> **Information shown**
==============================
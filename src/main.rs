use anyhow::{Context, Result};
use crossbeam_channel::{select, tick, Receiver};
use log::{info, warn};
use myy_es_core::core::{
    CancelToken, DataRequest, Packet, PipelineConfig, PipelineEvent, StreamConfig, StreamType,
};
use myy_es_core::player::{EsPipeline, SimulatedDecoder};
use std::sync::Arc;
use std::thread;
use std::time::{Duration, Instant};

/// 合成内容总时长
const CONTENT_DURATION: Duration = Duration::from_secs(8);
/// 视频关键帧间隔（帧）
const GOP_SIZE: u64 = 25;
const RUN_TIMEOUT: Duration = Duration::from_secs(30);

/// 合成的基本流
struct SyntheticStream {
    stream: StreamType,
    frame_duration: Duration,
    frames: u64,
    ended: bool,
}

impl SyntheticStream {
    fn new(stream: StreamType, frame_duration: Duration) -> Self {
        Self {
            stream,
            frame_duration,
            frames: 0,
            ended: false,
        }
    }

    fn next_dts(&self) -> Duration {
        self.frame_duration * self.frames as u32
    }

    fn next_packet(&mut self) -> Packet {
        let dts = self.next_dts();
        let payload = vec![(self.frames & 0xff) as u8; 188];
        let packet = match self.stream {
            StreamType::Video if self.frames % GOP_SIZE == 0 => {
                Packet::key_frame(self.stream, dts, payload)
            }
            _ => Packet::data(self.stream, dts, payload),
        };
        self.frames += 1;
        packet
    }

    /// 按请求时长送入数据，内容结束时送入 EOS
    fn fill(&mut self, pipeline: &EsPipeline, requested: Duration) -> Result<()> {
        if self.ended {
            return Ok(());
        }

        let until = (self.next_dts() + requested).min(CONTENT_DURATION);
        let mut sent = 0;
        while self.next_dts() < until {
            pipeline.add_packet(self.next_packet())?;
            sent += 1;
        }
        info!("{}: 送入 {} 个数据包，下一个 DTS {:?}", self.stream, sent, self.next_dts());

        if self.next_dts() >= CONTENT_DURATION {
            pipeline.add_packet(Packet::eos(self.stream))?;
            self.ended = true;
            info!("{}: 内容结束，已送入 EOS", self.stream);
        }
        Ok(())
    }
}

/// 应答数据请求的生产者
fn producer_loop(pipeline: Arc<EsPipeline>, requests: Receiver<DataRequest>, token: CancelToken) {
    let mut streams = [
        SyntheticStream::new(StreamType::Audio, Duration::from_millis(23)),
        SyntheticStream::new(StreamType::Video, Duration::from_millis(40)),
    ];

    loop {
        select! {
            recv(token.signal()) -> _ => break,
            recv(requests) -> request => {
                let Ok(request) = request else {
                    break;
                };
                let stream = &mut streams[request.stream.index()];
                if let Err(e) = stream.fill(&pipeline, request.requested_duration) {
                    warn!("{}: 送入数据失败: {}", request.stream, e);
                }
            }
        }
    }
    info!("🛑 生产者退出");
}

fn main() -> Result<()> {
    // 初始化日志
    env_logger::Builder::from_default_env()
        .filter_level(log::LevelFilter::Info)
        .init();

    info!("🎬 MYY ES 管线演示启动");

    let config = match std::env::args().nth(1) {
        Some(path) => PipelineConfig::from_json_file(&path)
            .with_context(|| format!("加载配置失败: {}", path))?,
        None => PipelineConfig::default(),
    };

    let decoder = Arc::new(SimulatedDecoder::new(64));
    let pipeline = Arc::new(EsPipeline::new(config, decoder.clone(), None)?);
    pipeline.initialize_stream(StreamConfig::Audio {
        codec: "aac".to_string(),
        sample_rate: 44_100,
        channels: 2,
        bitrate: 128_000,
    })?;
    pipeline.initialize_stream(StreamConfig::Video {
        codec: "h264".to_string(),
        width: 1920,
        height: 1080,
        fps: 25.0,
    })?;

    let events = pipeline.subscribe_events();
    let producer_token = CancelToken::new();
    let producer = {
        let pipeline = Arc::clone(&pipeline);
        let requests = pipeline.subscribe_data_requests();
        let token = producer_token.clone();
        thread::spawn(move || producer_loop(pipeline, requests, token))
    };

    pipeline.play()?;

    let started = Instant::now();
    let ticker = tick(Duration::from_secs(1));
    loop {
        select! {
            recv(events) -> event => match event {
                Ok(PipelineEvent::PlaybackCompleted) => {
                    info!("✅ 播放完成，用时 {:?}", started.elapsed());
                    break;
                }
                Ok(PipelineEvent::PlaybackError { stream, message }) => {
                    warn!("❌ {} 播放错误: {}", stream, message);
                    break;
                }
                Ok(event) => info!("📣 管线事件: {:?}", event),
                Err(_) => break,
            },
            recv(ticker) -> _ => {
                for stream in StreamType::ALL {
                    info!("📊 {}: 缓冲 {:.2}%", stream, pipeline.buffer_fill(stream));
                }
                if started.elapsed() >= RUN_TIMEOUT {
                    warn!("⏱ 超时，停止演示");
                    break;
                }
            }
        }
    }

    producer_token.cancel();
    pipeline.stop();
    if producer.join().is_err() {
        warn!("生产者线程 panic");
    }

    info!(
        "📦 解码器共接收: 音频 {} 个，视频 {} 个",
        decoder.submitted(StreamType::Audio),
        decoder.submitted(StreamType::Video)
    );
    Ok(())
}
==============================
> **Activity**
Line by line, output the listing above without alteration.

> **Reply to the exercise**
filename src/main.rs
use anyhow::{Context, Result};
use crossbeam_channel::{select, tick, Receiver};
use log::{info, warn};
use myy_es_core::core::{
    CancelToken, DataRequest, Packet, PipelineConfig, PipelineEvent, StreamConfig, StreamType,
};
use myy_es_core::player::{EsPipeline, SimulatedDecoder};
use std::sync::Arc;
use std::thread;
use std::time::{Duration, Instant};

/// 合成内容总时长
const CONTENT_DURATION: Duration = Duration::from_secs(8);
/// 视频关键帧间隔（帧）
const GOP_SIZE: u64 = 25;
const RUN_TIMEOUT: Duration = Duration::from_secs(30);

/// 合成的基本流
struct SyntheticStream {
    stream: StreamType,
    frame_duration: Duration,
    frames: u64,
    ended: bool,
}

impl SyntheticStream {
    fn new(stream: StreamType, frame_duration: Duration) -> Self {
        Self {
            stream,
            frame_duration,
            frames: 0,
            ended: false,
        }
    }

    fn next_dts(&self) -> Duration {
        self.frame_duration * self.frames as u32
    }

    fn next_packet(&mut self) -> Packet {
        let dts = self.next_dts();
        let payload = vec![(self.frames & 0xff) as u8; 188];
        let packet = match self.stream {
            StreamType::Video if self.frames % GOP_SIZE == 0 => {
                Packet::key_frame(self.stream, dts, payload)
            }
            _ => Packet::data(self.stream, dts, payload),
        };
        self.frames += 1;
        packet
    }

    /// 按请求时长送入数据，内容结束时送入 EOS
    fn fill(&mut self, pipeline: &EsPipeline, requested: Duration) -> Result<()> {
        if self.ended {
            return Ok(());
        }

        let until = (self.next_dts() + requested).min(CONTENT_DURATION);
        let mut sent = 0;
        while self.next_dts() < until {
            pipeline.add_packet(self.next_packet())?;
            sent += 1;
        }
        info!("{}: 送入 {} 个数据包，下一个 DTS {:?}", self.stream, sent, self.next_dts());

        if self.next_dts() >= CONTENT_DURATION {
            pipeline.add_packet(Packet::eos(self.stream))?;
            self.ended = true;
            info!("{}: 内容结束，已送入 EOS", self.stream);
        }
        Ok(())
    }
}

/// 应答数据请求的生产者
fn producer_loop(pipeline: Arc<EsPipeline>, requests: Receiver<DataRequest>, token: CancelToken) {
    let mut streams = [
        SyntheticStream::new(StreamType::Audio, Duration::from_millis(23)),
        SyntheticStream::new(StreamType::Video, Duration::from_millis(40)),
    ];

    loop {
        select! {
            recv(token.signal()) -> _ => break,
            recv(requests) -> request => {
                let Ok(request) = request else {
                    break;
                };
                let stream = &mut streams[request.stream.index()];
                if let Err(e) = stream.fill(&pipeline, request.requested_duration) {
                    warn!("{}: 送入数据失败: {}", request.stream, e);
                }
            }
        }
    }
    info!("🛑 生产者退出");
}

fn main() -> Result<()> {
    // 初始化日志
    env_logger::Builder::from_default_env()
        .filter_level(log::LevelFilter::Info)
        .init();

    info!("🎬 MYY ES 管线演示启动");

    let config = match std::env::args().nth(1) {
        Some(path) => PipelineConfig::from_json_file(&path)
            .with_context(|| format!("加载配置失败: {}", path))?,
        None => PipelineConfig::default(),
    };

    let decoder = Arc::new(SimulatedDecoder::new(64));
    let pipeline = Arc::new(EsPipeline::new(config, decoder.clone(), None)?);
    pipeline.initialize_stream(StreamConfig::Audio {
        codec: "aac".to_string(),
        sample_rate: 44_100,
        channels: 2,
        bitrate: 128_000,
    })?;
    pipeline.initialize_stream(StreamConfig::Video {
        codec: "h264".to_string(),
        width: 1920,
        height: 1080,
        fps: 25.0,
    })?;

    let events = pipeline.subscribe_events();
    let producer_token = CancelToken::new();
    let producer = {
        let pipeline = Arc::clone(&pipeline);
        let requests = pipeline.subscribe_data_requests();
        let token = producer_token.clone();
        thread::spawn(move || producer_loop(pipeline, requests, token))
    };

    pipeline.play()?;

    let started = Instant::now();
    let ticker = tick(Duration::from_secs(1));
    loop {
        select! {
            recv(events) -> event => match event {
                Ok(PipelineEvent::PlaybackCompleted) => {
                    info!("✅ 播放完成，用时 {:?}", started.elapsed());
                    break;
                }
                Ok(PipelineEvent::PlaybackError { stream, message }) => {
                    warn!("❌ {} 播放错误: {}", stream, message);
                    break;
                }
                Ok(event) => info!("📣 管线事件: {:?}", event),
                Err(_) => break,
            },
            recv(ticker) -> _ => {
                for stream in StreamType::ALL {
                    info!("📊 {}: 缓冲 {:.2}%", stream, pipeline.buffer_fill(stream));
                }
                if started.elapsed() >= RUN_TIMEOUT {
                    warn!("⏱ 超时，停止演示");
                    break;
                }
            }
        }
    }

    producer_token.cancel();
    pipeline.stop();
    if producer.join().is_err() {
        warn!("生产者线程 panic");
    }

    info!(
        "📦 解码器共接收: 音频 {} 个，视频 {} 个",
        decoder.submitted(StreamType::Audio),
        decoder.submitted(StreamType::Video)
    );
    Ok(())
}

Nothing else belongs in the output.